- ACTIVITY:
Look below for the lines from the one with "return false;" to the one with "let id = self.service_id?;", and copy exactly those lines, both ends included.
++++ INPUT DATA ++++
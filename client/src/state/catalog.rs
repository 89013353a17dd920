//! Services catalog selection: category chips and the selected service.

#[cfg(test)]
#[path = "catalog_test.rs"]
mod catalog_test;

use crate::net::types::Service;
use crate::util::format::money;

/// Categories shown before any service carries one.
pub const DEFAULT_CATEGORIES: [&str; 5] = ["Brows", "Waxing", "Aesthetics", "Anti-Wrinkle", "Facials"];

/// Distinct categories in first-seen order, from an unfiltered fetch.
#[must_use]
pub fn categories(services: &[Service]) -> Vec<String> {
    let mut seen: Vec<String> = Vec::new();
    for category in services.iter().filter_map(|s| s.category.as_deref()).map(str::trim) {
        if !category.is_empty() && !seen.iter().any(|c| c == category) {
            seen.push(category.to_owned());
        }
    }
    if seen.is_empty() {
        return DEFAULT_CATEGORIES.iter().map(|c| (*c).to_owned()).collect();
    }
    seen
}

#[derive(Clone, Debug, Default, PartialEq, Eq)]
pub struct CatalogSelection {
    /// Active chip; `None` shows every service.
    pub category: Option<String>,
    pub service_id: Option<i64>,
}

impl CatalogSelection {
    /// Switch category. Returns `true` when a re-fetch is needed.
    pub fn select_category(&mut self, category: Option<String>) -> bool {
        if self.category == category {
            return false;
        }
        self.category = category;
        self.service_id = None;
        true
    }

    /// Select a service, or deselect it when it is already selected.
    pub fn toggle_service(&mut self, service_id: i64) {
        self.service_id = if self.service_id == Some(service_id) { None } else { Some(service_id) };
    }

    #[must_use]
    pub fn selected<'a>(&self, services: &'a [Service]) -> Option<&'a Service> {
        let id = self.service_id?;
        services.iter().find(|s| s.id == id)
    }
}

/// Call-to-action text for the selected service.
#[must_use]
pub fn book_label(service: &Service) -> String {
    format!("Book {} - {}", service.name, money(service.price))
}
++++
- EXPECTED OUTPUT:
            return false;
        }
        self.category = category;
        self.service_id = None;
        true
    }

    /// Select a service, or deselect it when it is already selected.
    pub fn toggle_service(&mut self, service_id: i64) {
        self.service_id = if self.service_id == Some(service_id) { None } else { Some(service_id) };
    }

    #[must_use]
    pub fn selected<'a>(&self, services: &'a [Service]) -> Option<&'a Service> {
        let id = self.service_id?;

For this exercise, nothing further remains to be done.